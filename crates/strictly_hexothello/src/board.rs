//! Hex board model: the playable cell domain and its contents.
//!
//! The domain for radius `N` is every axial cell with `q` in `[-N, N+1]`,
//! `r` in `[-N-1, N]` and `s = -q-r` in `[-N-1, N]`. The region is slightly
//! lopsided rather than a regular hexagon; the bounds are kept exactly as the
//! game has always used them.

use crate::error::{GameError, GameErrorKind};
use crate::types::{Cell, CellState, Direction, Player};
use serde::{Deserialize, Serialize};
use std::collections::{BTreeMap, BTreeSet};
use tracing::instrument;

/// Every cell that belongs to a board of the given radius.
#[instrument(level = "trace")]
pub fn cells_in_radius(radius: u16) -> BTreeSet<Cell> {
    let n = i32::from(radius);
    let in_range = |value: i32| (-n - 1..=n).contains(&value);

    (-n..=n + 1)
        .flat_map(|q| (-n - 1..=n).map(move |r| Cell::new(q, r)))
        .filter(|cell| in_range(cell.s()))
        .collect()
}

/// The six neighbours of `cell`, paired with the direction that reaches them.
///
/// No bounds checking: callers consult [`Board::contains`].
pub fn neighbors(cell: Cell) -> [(Direction, Cell); 6] {
    Direction::ALL.map(|direction| (direction, cell.step(direction)))
}

/// Hexagonal board: a fixed set of cells, each empty or owned by a player.
#[derive(Debug, Clone, PartialEq, Eq, Serialize, Deserialize)]
#[serde(into = "BoardRecord", try_from = "BoardRecord")]
pub struct Board {
    radius: u16,
    cells: BTreeMap<Cell, CellState>,
}

impl Board {
    /// Creates an empty board of the given radius.
    #[instrument]
    pub fn new(radius: u16) -> Self {
        Self {
            radius,
            cells: cells_in_radius(radius)
                .into_iter()
                .map(|cell| (cell, CellState::Empty))
                .collect(),
        }
    }

    /// Radius the board was built with.
    pub fn radius(&self) -> u16 {
        self.radius
    }

    /// Number of cells on the board.
    pub fn len(&self) -> usize {
        self.cells.len()
    }

    /// True if the board has no cells at all.
    pub fn is_empty(&self) -> bool {
        self.cells.is_empty()
    }

    /// Checks whether `cell` belongs to the board.
    pub fn contains(&self, cell: Cell) -> bool {
        self.cells.contains_key(&cell)
    }

    /// Contents of `cell`, or `None` if it is off the board.
    pub fn get(&self, cell: Cell) -> Option<CellState> {
        self.cells.get(&cell).copied()
    }

    /// Owner of the piece on `cell`, if any.
    pub fn owner(&self, cell: Cell) -> Option<Player> {
        self.get(cell).and_then(CellState::owner)
    }

    /// Checks if a cell is on the board and empty.
    pub fn is_vacant(&self, cell: Cell) -> bool {
        matches!(self.get(cell), Some(CellState::Empty))
    }

    /// Overwrites `cell`, returning its previous contents.
    ///
    /// Returns `None` and leaves the board untouched if `cell` is off the board.
    pub(crate) fn set(&mut self, cell: Cell, state: CellState) -> Option<CellState> {
        self.cells
            .get_mut(&cell)
            .map(|slot| std::mem::replace(slot, state))
    }

    /// All cells with their contents, ordered by `(q, r)`.
    pub fn iter(&self) -> impl Iterator<Item = (Cell, CellState)> + '_ {
        self.cells.iter().map(|(cell, state)| (*cell, *state))
    }

    /// All cells, ordered by `(q, r)`.
    pub fn cells(&self) -> impl Iterator<Item = Cell> + '_ {
        self.cells.keys().copied()
    }

    /// Cells that hold no piece.
    pub fn empty_cells(&self) -> impl Iterator<Item = Cell> + '_ {
        self.iter()
            .filter(|(_, state)| *state == CellState::Empty)
            .map(|(cell, _)| cell)
    }

    /// Checks if every cell is occupied.
    pub fn is_full(&self) -> bool {
        self.cells.values().all(|state| *state != CellState::Empty)
    }

    /// Number of cells holding a piece.
    pub fn occupied_count(&self) -> usize {
        self.cells
            .values()
            .filter(|state| **state != CellState::Empty)
            .count()
    }

    /// Number of pieces owned by `player`.
    pub fn count(&self, player: Player) -> usize {
        self.cells
            .values()
            .filter(|state| **state == CellState::Occupied(player))
            .count()
    }
}

/// Compact serialized form: the radius plus the occupied cells.
#[derive(Debug, Clone, Serialize, Deserialize)]
struct BoardRecord {
    radius: u16,
    pieces: Vec<(Cell, Player)>,
}

impl From<Board> for BoardRecord {
    fn from(board: Board) -> Self {
        let pieces = board
            .iter()
            .filter_map(|(cell, state)| state.owner().map(|player| (cell, player)))
            .collect();
        Self {
            radius: board.radius,
            pieces,
        }
    }
}

impl TryFrom<BoardRecord> for Board {
    type Error = GameError;

    fn try_from(record: BoardRecord) -> Result<Self, Self::Error> {
        let mut board = Board::new(record.radius);
        for (cell, player) in record.pieces {
            if board.set(cell, CellState::Occupied(player)).is_none() {
                return Err(GameError::new(GameErrorKind::BoardTooSmall {
                    radius: record.radius,
                    cell,
                }));
            }
        }
        Ok(board)
    }
}
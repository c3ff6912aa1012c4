//! Error types for the game engine.

use crate::types::{Cell, Player};
use derive_more::{Display, Error};
use tracing::instrument;

/// Why a placement was refused.
#[derive(Debug, Clone, Copy, PartialEq, Eq, Display)]
pub enum MoveRejection {
    /// The cell is not part of the board.
    #[display("Cell {_0} is not on the board")]
    OffBoard(Cell),

    /// The cell already holds a piece.
    #[display("Cell {cell} is already occupied by {owner}")]
    Occupied {
        /// Target cell.
        cell: Cell,
        /// Current owner of the cell.
        owner: Player,
    },

    /// No opposing run is flanked from this cell.
    #[display("Placing at {_0} captures nothing")]
    NoCaptures(Cell),

    /// It is not this player's turn.
    #[display("It's not {_0}'s turn")]
    WrongPlayer(Player),

    /// The capture would take the last piece of a player.
    #[display("Placing at {cell} would eliminate {player}")]
    WouldEliminate {
        /// Target cell.
        cell: Cell,
        /// Player who would be left with no pieces.
        player: Player,
    },
}

/// Specific error conditions.
#[derive(Debug, Clone, PartialEq, Eq, Display)]
pub enum GameErrorKind {
    /// A move was rejected; the game state is unchanged.
    #[display("Illegal move: {_0}")]
    IllegalMove(MoveRejection),

    /// Undo was requested on a game without history recording.
    #[display("History recording is disabled for this game")]
    NoHistory,

    /// Undo was requested at step 0.
    #[display("Already at the initial position")]
    AtInitialState,

    /// The opening layout does not fit on the board.
    #[display("Board of radius {radius} has no cell {cell}")]
    BoardTooSmall {
        /// Requested radius.
        radius: u16,
        /// First seed cell outside the board.
        cell: Cell,
    },

    /// A custom layout left a player without pieces.
    #[display("{_0} has no pieces on the board")]
    PlayerMissing(Player),

    /// A postcondition failed after a move.
    #[display("Invariant violation: {_0}")]
    InvariantViolation(String),
}

/// Game error with location tracking.
#[derive(Debug, Clone, Display, Error)]
#[display("Game error: {} at {}:{}", kind, file, line)]
pub struct GameError {
    /// What went wrong.
    pub kind: GameErrorKind,
    /// Line number where error occurred.
    pub line: u32,
    /// Source file where error occurred.
    pub file: &'static str,
}

impl GameError {
    /// Creates a new game error with caller location tracking.
    #[track_caller]
    #[instrument]
    pub fn new(kind: GameErrorKind) -> Self {
        let loc = std::panic::Location::caller();
        Self {
            kind,
            line: loc.line(),
            file: loc.file(),
        }
    }

    /// Returns the error kind.
    pub fn kind(&self) -> &GameErrorKind {
        &self.kind
    }

    /// Returns the rejection reason if this is an illegal move.
    pub fn rejection(&self) -> Option<MoveRejection> {
        match self.kind {
            GameErrorKind::IllegalMove(reason) => Some(reason),
            _ => None,
        }
    }
}

impl From<GameErrorKind> for GameError {
    #[track_caller]
    fn from(kind: GameErrorKind) -> Self {
        Self::new(kind)
    }
}

impl From<MoveRejection> for GameError {
    #[track_caller]
    fn from(reason: MoveRejection) -> Self {
        Self::new(GameErrorKind::IllegalMove(reason))
    }
}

Exercise details:
Restate, word for word and without additions, every line from the top of the listing above through the line that contains "cells: cells_in_radius(radius)".

Finished exercise:
filename crates/strictly_hexothello/src/board.rs
//! Hex board model: the playable cell domain and its contents.
//!
//! The domain for radius `N` is every axial cell with `q` in `[-N, N+1]`,
//! `r` in `[-N-1, N]` and `s = -q-r` in `[-N-1, N]`. The region is slightly
//! lopsided rather than a regular hexagon; the bounds are kept exactly as the
//! game has always used them.

use crate::error::{GameError, GameErrorKind};
use crate::types::{Cell, CellState, Direction, Player};
use serde::{Deserialize, Serialize};
use std::collections::{BTreeMap, BTreeSet};
use tracing::instrument;

/// Every cell that belongs to a board of the given radius.
#[instrument(level = "trace")]
pub fn cells_in_radius(radius: u16) -> BTreeSet<Cell> {
    let n = i32::from(radius);
    let in_range = |value: i32| (-n - 1..=n).contains(&value);

    (-n..=n + 1)
        .flat_map(|q| (-n - 1..=n).map(move |r| Cell::new(q, r)))
        .filter(|cell| in_range(cell.s()))
        .collect()
}

/// The six neighbours of `cell`, paired with the direction that reaches them.
///
/// No bounds checking: callers consult [`Board::contains`].
pub fn neighbors(cell: Cell) -> [(Direction, Cell); 6] {
    Direction::ALL.map(|direction| (direction, cell.step(direction)))
}

/// Hexagonal board: a fixed set of cells, each empty or owned by a player.
#[derive(Debug, Clone, PartialEq, Eq, Serialize, Deserialize)]
#[serde(into = "BoardRecord", try_from = "BoardRecord")]
pub struct Board {
    radius: u16,
    cells: BTreeMap<Cell, CellState>,
}

impl Board {
    /// Creates an empty board of the given radius.
    #[instrument]
    pub fn new(radius: u16) -> Self {
        Self {
            radius,
            cells: cells_in_radius(radius)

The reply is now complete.